Supplied data: Begin

//! # Editor Configuration
//!
//! Language and theme selection for the code editor, held apart from the
//! editor widget. The widget reads [`EditorConfig`] on every render; nothing
//! here pushes into it.
//!
//! Languages come from an injected [`LanguageRegistry`]; a [`LanguageId`] can
//! only be obtained by looking a value up in a registry, so the selected
//! language is always one the registry knows about. Themes are the closed set
//! in [`EditorTheme`].

use std::fmt;
use std::str::FromStr;

use once_cell::sync::Lazy;
use serde::{Deserialize, Serialize};

use crate::errors::{WorkspaceError, WorkspaceResult};

/// Built-in registry used when settings do not provide one
pub static DEFAULT_LANGUAGES: Lazy<LanguageRegistry> = Lazy::new(|| LanguageRegistry {
    options: vec![
        LanguageOption::new("JavaScript", "javascript").with_extension("js"),
        LanguageOption::new("C++", "c_cpp").with_extension("cpp"),
        LanguageOption::new("Java", "java").with_extension("java"),
        LanguageOption::new("Python", "python").with_extension("py"),
    ],
});

/// One selectable language
#[derive(Debug, Clone, PartialEq, Eq, Hash, Serialize, Deserialize)]
pub struct LanguageOption {
    /// Label shown in the language picker
    #[serde(alias = "languageName")]
    pub display_name: String,
    /// Editor mode identifier (e.g. "python", "c_cpp")
    pub value: String,
    /// File extension used to pick a syntax grammar
    #[serde(default)]
    pub extension: Option<String>,
}

impl LanguageOption {
    pub fn new(display_name: impl Into<String>, value: impl Into<String>) -> Self {
        Self {
            display_name: display_name.into(),
            value: value.into(),
            extension: None,
        }
    }

    pub fn with_extension(mut self, extension: impl Into<String>) -> Self {
        self.extension = Some(extension.into());
        self
    }

    /// Grammar hint for the highlighter; falls back to the value itself
    pub fn syntax(&self) -> &str {
        self.extension.as_deref().unwrap_or(&self.value)
    }
}

impl fmt::Display for LanguageOption {
    fn fmt(&self, f: &mut fmt::Formatter<'_>) -> fmt::Result {
        f.write_str(&self.display_name)
    }
}

/// Ordered, non-empty list of selectable languages
#[derive(Debug, Clone, PartialEq, Eq, Serialize)]
#[serde(transparent)]
pub struct LanguageRegistry {
    options: Vec<LanguageOption>,
}

impl LanguageRegistry {
    /// Build a registry, rejecting empty lists and duplicate values
    pub fn new(options: Vec<LanguageOption>) -> WorkspaceResult<Self> {
        if options.is_empty() {
            return Err(WorkspaceError::invalid_setting(
                "languages",
                "[]",
                "Registry must contain at least one language",
            ));
        }
        for (i, option) in options.iter().enumerate() {
            if option.value.trim().is_empty() {
                return Err(WorkspaceError::invalid_setting(
                    "languages.value",
                    &option.display_name,
                    "Language value must not be empty",
                ));
            }
            if options[..i].iter().any(|earlier| earlier.value == option.value) {
                return Err(WorkspaceError::invalid_setting(
                    "languages.value",
                    &option.value,
                    "Duplicate language value",
                ));
            }
        }
        Ok(Self { options })
    }

    pub fn options(&self) -> &[LanguageOption] {
        &self.options
    }

    pub fn len(&self) -> usize {
        self.options.len()
    }

    pub fn is_empty(&self) -> bool {
        self.options.is_empty()
    }

    pub fn contains(&self, value: &str) -> bool {
        self.get(value).is_some()
    }

    pub fn get(&self, value: &str) -> Option<&LanguageOption> {
        self.options.iter().find(|o| o.value == value)
    }

    /// Validate a value against the registry
    pub fn resolve(&self, value: &str) -> WorkspaceResult<LanguageId> {
        self.get(value)
            .map(|o| LanguageId(o.value.clone()))
            .ok_or_else(|| WorkspaceError::unknown_language(value))
    }

    /// First entry, the default selection.
    ///
    /// Every constructor rejects empty lists, so there is always one.
    pub fn first(&self) -> LanguageId {
        LanguageId(self.options[0].value.clone())
    }
}

impl Default for LanguageRegistry {
    fn default() -> Self {
        DEFAULT_LANGUAGES.clone()
    }
}

impl<'de> Deserialize<'de> for LanguageRegistry {
    fn deserialize<D>(deserializer: D) -> Result<Self, D::Error>
    where
        D: serde::Deserializer<'de>,
    {
        let options = Vec::<LanguageOption>::deserialize(deserializer)?;
        LanguageRegistry::new(options).map_err(serde::de::Error::custom)
    }
}

/// A language value known to be present in a registry
#[derive(Debug, Clone, PartialEq, Eq, Hash, Serialize)]
#[serde(transparent)]
pub struct LanguageId(String);

impl LanguageId {
    pub fn as_str(&self) -> &str {
        &self.0
    }
}

impl fmt::Display for LanguageId {
    fn fmt(&self, f: &mut fmt::Formatter<'_>) -> fmt::Result {
        f.write_str(&self.0)
    }
}

/// Editor color themes
#[derive(Debug, Clone, Copy, PartialEq, Eq, Hash, Default, Serialize, Deserialize)]
#[serde(rename_all = "snake_case")]
pub enum EditorTheme {
    #[default]
    Monokai,
    Github,
    GithubDark,
}

impl EditorTheme {
    /// All themes for UI selection
    pub const ALL: [EditorTheme; 3] = [EditorTheme::Monokai, EditorTheme::Github, EditorTheme::GithubDark];

    /// Identifier used in settings files
    pub fn id(&self) -> &'static str {
        match self {
            EditorTheme::Monokai => "monokai",
            EditorTheme::Github => "github",
            EditorTheme::GithubDark => "github_dark",
        }
    }

    pub fn display_name(&self) -> &'static str {
        match self {
            EditorTheme::Monokai => "Monokai",
            EditorTheme::Github => "Github",
            EditorTheme::GithubDark => "Github Dark",
        }
    }

    pub fn is_dark(&self) -> bool {
        !matches!(self, EditorTheme::Github)
    }
}

impl fmt::Display for EditorTheme {
    fn fmt(&self, f: &mut fmt::Formatter<'_>) -> fmt::Result {
        f.write_str(self.display_name())
    }
}

impl FromStr for EditorTheme {
    type Err = WorkspaceError;

    /// Accepts either the identifier or the display name
    fn from_str(s: &str) -> Result<Self, Self::Err> {
        let s = s.trim();
        EditorTheme::ALL
            .into_iter()
            .find(|t| t.id().eq_ignore_ascii_case(s) || t.display_name().eq_ignore_ascii_case(s))
            .ok_or_else(|| WorkspaceError::unknown_theme(s))
    }
}

/// Static editor flags; configuration, not workspace state
#[derive(Debug, Clone, Copy, PartialEq, Eq, Serialize, Deserialize)]
#[serde(default)]
pub struct EditorFeatures {
    pub basic_autocompletion: bool,
    pub live_autocompletion: bool,
    pub show_line_numbers: bool,
    pub font_size: u16,
}

impl Default for EditorFeatures {
    fn default() -> Self {
        Self {
            basic_autocompletion: true,
            live_autocompletion: true,
            show_line_numbers: true,
            font_size: 16,
        }
    }
}

/// What the editor widget is configured with
#[derive(Debug, Clone, PartialEq, Eq, Serialize)]
pub struct EditorConfig {
    pub language: LanguageId,
    pub theme: EditorTheme,
}

/// Selected language and theme, validated against the registries
#[derive(Debug, Clone)]
pub struct EditorConfigState {
    registry: LanguageRegistry,
    config: EditorConfig,
}

impl EditorConfigState {
    /// Start on the registry's first language.
    pub fn new(registry: LanguageRegistry, theme: EditorTheme) -> Self {
        let language = registry.first();
        Self {
            registry,
            config: EditorConfig { language, theme },
        }
    }

    /// Select a language by registry value; unknown values leave the prior one
    pub fn set_language(&mut self, value: &str) -> WorkspaceResult<()> {
        self.config.language = self.registry.resolve(value)?;
        Ok(())
    }

    /// Select a theme by identifier or display name; unknown values leave the prior one
    pub fn set_theme(&mut self, value: &str) -> WorkspaceResult<()> {
        self.config.theme = value.parse()?;
        Ok(())
    }

    pub fn current(&self) -> &EditorConfig {
        &self.config
    }

    pub fn registry(&self) -> &LanguageRegistry {
        &self.registry
    }

    /// Registry entry for the selected language
    pub fn language_option(&self) -> Option<&LanguageOption> {
        self.registry.get(self.config.language.as_str())
    }
}

impl Default for EditorConfigState {
    fn default() -> Self {
        Self::new(LanguageRegistry::default(), EditorTheme::default())
    }
}

#[cfg(test)]
mod tests {
    use super::*;

    #[test]
    fn test_defaults() {
        let state = EditorConfigState::default();
        assert_eq!(state.current().language.as_str(), "javascript");
        assert_eq!(state.current().theme, EditorTheme::Monokai);
    }

    #[test]
    fn test_set_known_language() {
        let mut state = EditorConfigState::default();
        state.set_language("python").unwrap();
        assert_eq!(state.current().language.as_str(), "python");
        assert_eq!(state.language_option().map(|o| o.syntax()), Some("py"));
    }

    #[test]
    fn test_unknown_language_keeps_prior() {
        let mut state = EditorConfigState::default();
        state.set_language("java").unwrap();
        let err = state.set_language("cobol").unwrap_err();
        assert_eq!(err, WorkspaceError::unknown_language("cobol"));
        assert_eq!(state.current().language.as_str(), "java");
    }

    #[test]
    fn test_set_theme_by_id_and_name() {
        let mut state = EditorConfigState::default();
        state.set_theme("github_dark").unwrap();
        assert_eq!(state.current().theme, EditorTheme::GithubDark);
        state.set_theme("Github").unwrap();
        assert_eq!(state.current().theme, EditorTheme::Github);
        assert!(state.set_theme("solarized").is_err());
        assert_eq!(state.current().theme, EditorTheme::Github);
    }

    #[test]
    fn test_registry_rejects_empty_and_duplicates() {
        assert!(LanguageRegistry::new(vec![]).is_err());
        let dup = vec![LanguageOption::new("Python", "python"), LanguageOption::new("Py3", "python")];
        let err = LanguageRegistry::new(dup).unwrap_err();
        assert_eq!(err.error_code(), "INVALID_SETTING");
    }

    #[test]
    fn test_builtin_registry_passes_validation() {
        let builtin = DEFAULT_LANGUAGES.options().to_vec();
        let validated = LanguageRegistry::new(builtin).unwrap();
        assert_eq!(validated, LanguageRegistry::default());
        assert_eq!(validated.first().as_str(), "javascript");
        assert!(DEFAULT_LANGUAGES.contains(DEFAULT_LANGUAGES.first().as_str()));
    }

    #[test]
    fn test_registry_accepts_language_name_alias() {
        let json = r#"[{"languageName": "Python", "value": "python"}]"#;
        let registry: LanguageRegistry = serde_json::from_str(json).unwrap();
        assert_eq!(registry.options()[0].display_name, "Python");
        assert_eq!(registry.options()[0].syntax(), "python");
    }

    #[test]
    fn test_empty_registry_json_rejected() {
        assert!(serde_json::from_str::<LanguageRegistry>("[]").is_err());
    }

    #[test]
    fn test_custom_registry_first_entry_is_default() {
        let registry = LanguageRegistry::new(vec![
            LanguageOption::new("Rust", "rust").with_extension("rs"),
            LanguageOption::new("Go", "golang").with_extension("go"),
        ])
        .unwrap();
        let mut state = EditorConfigState::new(registry, EditorTheme::Github);
        assert_eq!(state.current().language.as_str(), "rust");
        assert!(state.set_language("python").is_err());
        assert_eq!(state.current().language.as_str(), "rust");
    }

    #[test]
    fn test_editor_features_defaults() {
        let features = EditorFeatures::default();
        assert!(features.basic_autocompletion && features.live_autocompletion);
        assert!(features.show_line_numbers);
        assert_eq!(features.font_size, 16);
    }
}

Supplied data: End

Try it →
Could you transcribe the entries above word for word, from the line with "pub fn is_dark(&self)" down to the line with "type Err = WorkspaceError;", keeping both?

Exercise result →
    pub fn is_dark(&self) -> bool {
        !matches!(self, EditorTheme::Github)
    }
}

impl fmt::Display for EditorTheme {
    fn fmt(&self, f: &mut fmt::Formatter<'_>) -> fmt::Result {
        f.write_str(self.display_name())
    }
}

impl FromStr for EditorTheme {
    type Err = WorkspaceError;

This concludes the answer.